▸ Assignment: "InvalidTransition" appears in how many lines of the entries? State only the number.

Dataset excerpts
┄┄┄┄┄┄

// Engine lifecycle: state machine + single-instance token

use super::EngineError;
use std::sync::atomic::{AtomicBool, Ordering};

/// Where an engine is in its life.
///
/// ```text
/// Uninitialized -> Initialized -> Running -> ShuttingDown -> Destroyed
/// ```
///
/// Shutdown may also start from `Uninitialized` (init failed) or
/// `Initialized` (quit before the first frame).
#[derive(Debug, Clone, Copy, PartialEq, Eq)]
pub enum LifecycleState {
    Uninitialized,
    Initialized,
    Running,
    ShuttingDown,
    Destroyed,
}

impl LifecycleState {
    pub fn can_advance_to(self, next: LifecycleState) -> bool {
        use LifecycleState::*;

        matches!(
            (self, next),
            (Uninitialized, Initialized)
                | (Initialized, Running)
                | (Uninitialized | Initialized | Running, ShuttingDown)
                | (ShuttingDown, Destroyed)
        )
    }

    pub fn advance(&mut self, next: LifecycleState) -> Result<(), EngineError> {
        if !self.can_advance_to(next) {
            return Err(EngineError::InvalidTransition { from: *self, to: next });
        }
        log::debug!("Engine state {:?} -> {:?}", self, next);
        *self = next;
        Ok(())
    }
}

static ENGINE_LIVE: AtomicBool = AtomicBool::new(false);

/// Proof that this is the only live engine in the process.
///
/// Released when dropped.
#[derive(Debug)]
pub struct EngineToken(());

impl EngineToken {
    pub fn acquire() -> Result<Self, EngineError> {
        ENGINE_LIVE
            .compare_exchange(false, true, Ordering::AcqRel, Ordering::Acquire)
            .map(|_| EngineToken(()))
            .map_err(|_| EngineError::AlreadyRunning)
    }
}

impl Drop for EngineToken {
    fn drop(&mut self) {
        ENGINE_LIVE.store(false, Ordering::Release);
    }
}

#[cfg(test)]
mod tests {
    use super::LifecycleState::*;
    use super::*;

    #[test]
    fn normal_lifecycle() {
        let mut state = Uninitialized;
        for next in [Initialized, Running, ShuttingDown, Destroyed] {
            state.advance(next).unwrap();
        }
        assert_eq!(state, Destroyed);
    }

    #[test]
    fn failed_init_can_still_shut_down() {
        let mut state = Uninitialized;
        state.advance(ShuttingDown).unwrap();
        state.advance(Destroyed).unwrap();
    }

    #[test]
    fn rejects_skipping_and_going_back() {
        let mut state = Uninitialized;
        assert!(matches!(
            state.advance(Running),
            Err(EngineError::InvalidTransition { from: Uninitialized, to: Running })
        ));
        assert_eq!(state, Uninitialized);

        state.advance(Initialized).unwrap();
        assert!(state.advance(Uninitialized).is_err());
        assert!(!Destroyed.can_advance_to(Initialized));
        assert!(!Running.can_advance_to(Destroyed));
    }
}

┄┄┄┄┄┄

▸ Answer below: 2